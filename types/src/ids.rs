use std::fmt;

use serde::{Deserialize, Serialize};
use thiserror::Error;

#[derive(Debug, Error)]
#[error("unit identifier must not be empty")]
pub struct EmptyUnitIdError;

/// Stable key naming an installed application unit (e.g. `com.whatsapp`).
///
/// Invariant: non-empty after trimming, no surrounding whitespace. Enforced at
/// construction and at the deserialization boundary.
#[derive(Debug, Clone, PartialEq, Eq, Hash, PartialOrd, Ord, Serialize, Deserialize)]
#[serde(try_from = "String", into = "String")]
pub struct UnitId(String);

impl UnitId {
    pub fn new(value: impl Into<String>) -> Result<Self, EmptyUnitIdError> {
        let value = value.into();
        let trimmed = value.trim();
        if trimmed.is_empty() {
            return Err(EmptyUnitIdError);
        }
        if trimmed.len() == value.len() {
            Ok(Self(value))
        } else {
            Ok(Self(trimmed.to_string()))
        }
    }

    /// For compile-time constants such as well-known system units.
    #[must_use]
    pub fn from_static(value: &'static str) -> Self {
        debug_assert!(!value.trim().is_empty() && value.trim().len() == value.len());
        Self(value.to_string())
    }

    /// Map an OS process name to the unit that owns it.
    ///
    /// Secondary processes are named `unit:suffix`; the owning unit is the
    /// part before the first colon.
    #[must_use]
    pub fn from_process_name(process: &str) -> Option<Self> {
        let base = process.split(':').next().unwrap_or(process);
        Self::new(base).ok()
    }

    #[must_use]
    pub fn as_str(&self) -> &str {
        &self.0
    }

    #[must_use]
    pub fn into_inner(self) -> String {
        self.0
    }
}

impl TryFrom<String> for UnitId {
    type Error = EmptyUnitIdError;

    fn try_from(value: String) -> Result<Self, Self::Error> {
        Self::new(value)
    }
}

impl TryFrom<&str> for UnitId {
    type Error = EmptyUnitIdError;

    fn try_from(value: &str) -> Result<Self, Self::Error> {
        Self::new(value)
    }
}

impl From<UnitId> for String {
    fn from(value: UnitId) -> Self {
        value.0
    }
}

impl AsRef<str> for UnitId {
    fn as_ref(&self) -> &str {
        &self.0
    }
}

impl fmt::Display for UnitId {
    fn fmt(&self, f: &mut fmt::Formatter<'_>) -> fmt::Result {
        f.write_str(&self.0)
    }
}

/// Identifies one launch strategy in a resolver chain.
#[derive(Debug, Clone, Copy, PartialEq, Eq, Hash, Serialize, Deserialize)]
#[serde(rename_all = "snake_case")]
pub enum StrategyId {
    DirectEntryPoint,
    DeepLink,
    LauncherQuery,
    PriorityName,
    ConventionalComponent,
    SystemAction,
    WakeThenRetry,
    HighestPriorityHandler,
    BruteForce,
    LockTaskEntryPoint,
    ExportedComponent,
    TaskResume,
    ResolvedLauncher,
    LockTaskDeepLink,
}

impl StrategyId {
    #[must_use]
    pub const fn as_str(self) -> &'static str {
        match self {
            Self::DirectEntryPoint => "direct_entry_point",
            Self::DeepLink => "deep_link",
            Self::LauncherQuery => "launcher_query",
            Self::PriorityName => "priority_name",
            Self::ConventionalComponent => "conventional_component",
            Self::SystemAction => "system_action",
            Self::WakeThenRetry => "wake_then_retry",
            Self::HighestPriorityHandler => "highest_priority_handler",
            Self::BruteForce => "brute_force",
            Self::LockTaskEntryPoint => "lock_task_entry_point",
            Self::ExportedComponent => "exported_component",
            Self::TaskResume => "task_resume",
            Self::ResolvedLauncher => "resolved_launcher",
            Self::LockTaskDeepLink => "lock_task_deep_link",
        }
    }
}

impl fmt::Display for StrategyId {
    fn fmt(&self, f: &mut fmt::Formatter<'_>) -> fmt::Result {
        f.write_str(self.as_str())
    }
}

________________________

## WHAT YOU NEED TO DO
Write each line above out exactly.

## RESULT FOR THIS EXERCISE
filename types/src/ids.rs
use std::fmt;

use serde::{Deserialize, Serialize};
use thiserror::Error;

#[derive(Debug, Error)]
#[error("unit identifier must not be empty")]
pub struct EmptyUnitIdError;

/// Stable key naming an installed application unit (e.g. `com.whatsapp`).
///
/// Invariant: non-empty after trimming, no surrounding whitespace. Enforced at
/// construction and at the deserialization boundary.
#[derive(Debug, Clone, PartialEq, Eq, Hash, PartialOrd, Ord, Serialize, Deserialize)]
#[serde(try_from = "String", into = "String")]
pub struct UnitId(String);

impl UnitId {
    pub fn new(value: impl Into<String>) -> Result<Self, EmptyUnitIdError> {
        let value = value.into();
        let trimmed = value.trim();
        if trimmed.is_empty() {
            return Err(EmptyUnitIdError);
        }
        if trimmed.len() == value.len() {
            Ok(Self(value))
        } else {
            Ok(Self(trimmed.to_string()))
        }
    }

    /// For compile-time constants such as well-known system units.
    #[must_use]
    pub fn from_static(value: &'static str) -> Self {
        debug_assert!(!value.trim().is_empty() && value.trim().len() == value.len());
        Self(value.to_string())
    }

    /// Map an OS process name to the unit that owns it.
    ///
    /// Secondary processes are named `unit:suffix`; the owning unit is the
    /// part before the first colon.
    #[must_use]
    pub fn from_process_name(process: &str) -> Option<Self> {
        let base = process.split(':').next().unwrap_or(process);
        Self::new(base).ok()
    }

    #[must_use]
    pub fn as_str(&self) -> &str {
        &self.0
    }

    #[must_use]
    pub fn into_inner(self) -> String {
        self.0
    }
}

impl TryFrom<String> for UnitId {
    type Error = EmptyUnitIdError;

    fn try_from(value: String) -> Result<Self, Self::Error> {
        Self::new(value)
    }
}

impl TryFrom<&str> for UnitId {
    type Error = EmptyUnitIdError;

    fn try_from(value: &str) -> Result<Self, Self::Error> {
        Self::new(value)
    }
}

impl From<UnitId> for String {
    fn from(value: UnitId) -> Self {
        value.0
    }
}

impl AsRef<str> for UnitId {
    fn as_ref(&self) -> &str {
        &self.0
    }
}

impl fmt::Display for UnitId {
    fn fmt(&self, f: &mut fmt::Formatter<'_>) -> fmt::Result {
        f.write_str(&self.0)
    }
}

/// Identifies one launch strategy in a resolver chain.
#[derive(Debug, Clone, Copy, PartialEq, Eq, Hash, Serialize, Deserialize)]
#[serde(rename_all = "snake_case")]
pub enum StrategyId {
    DirectEntryPoint,
    DeepLink,
    LauncherQuery,
    PriorityName,
    ConventionalComponent,
    SystemAction,
    WakeThenRetry,
    HighestPriorityHandler,
    BruteForce,
    LockTaskEntryPoint,
    ExportedComponent,
    TaskResume,
    ResolvedLauncher,
    LockTaskDeepLink,
}

impl StrategyId {
    #[must_use]
    pub const fn as_str(self) -> &'static str {
        match self {
            Self::DirectEntryPoint => "direct_entry_point",
            Self::DeepLink => "deep_link",
            Self::LauncherQuery => "launcher_query",
            Self::PriorityName => "priority_name",
            Self::ConventionalComponent => "conventional_component",
            Self::SystemAction => "system_action",
            Self::WakeThenRetry => "wake_then_retry",
            Self::HighestPriorityHandler => "highest_priority_handler",
            Self::BruteForce => "brute_force",
            Self::LockTaskEntryPoint => "lock_task_entry_point",
            Self::ExportedComponent => "exported_component",
            Self::TaskResume => "task_resume",
            Self::ResolvedLauncher => "resolved_launcher",
            Self::LockTaskDeepLink => "lock_task_deep_link",
        }
    }
}

impl fmt::Display for StrategyId {
    fn fmt(&self, f: &mut fmt::Formatter<'_>) -> fmt::Result {
        f.write_str(self.as_str())
    }
}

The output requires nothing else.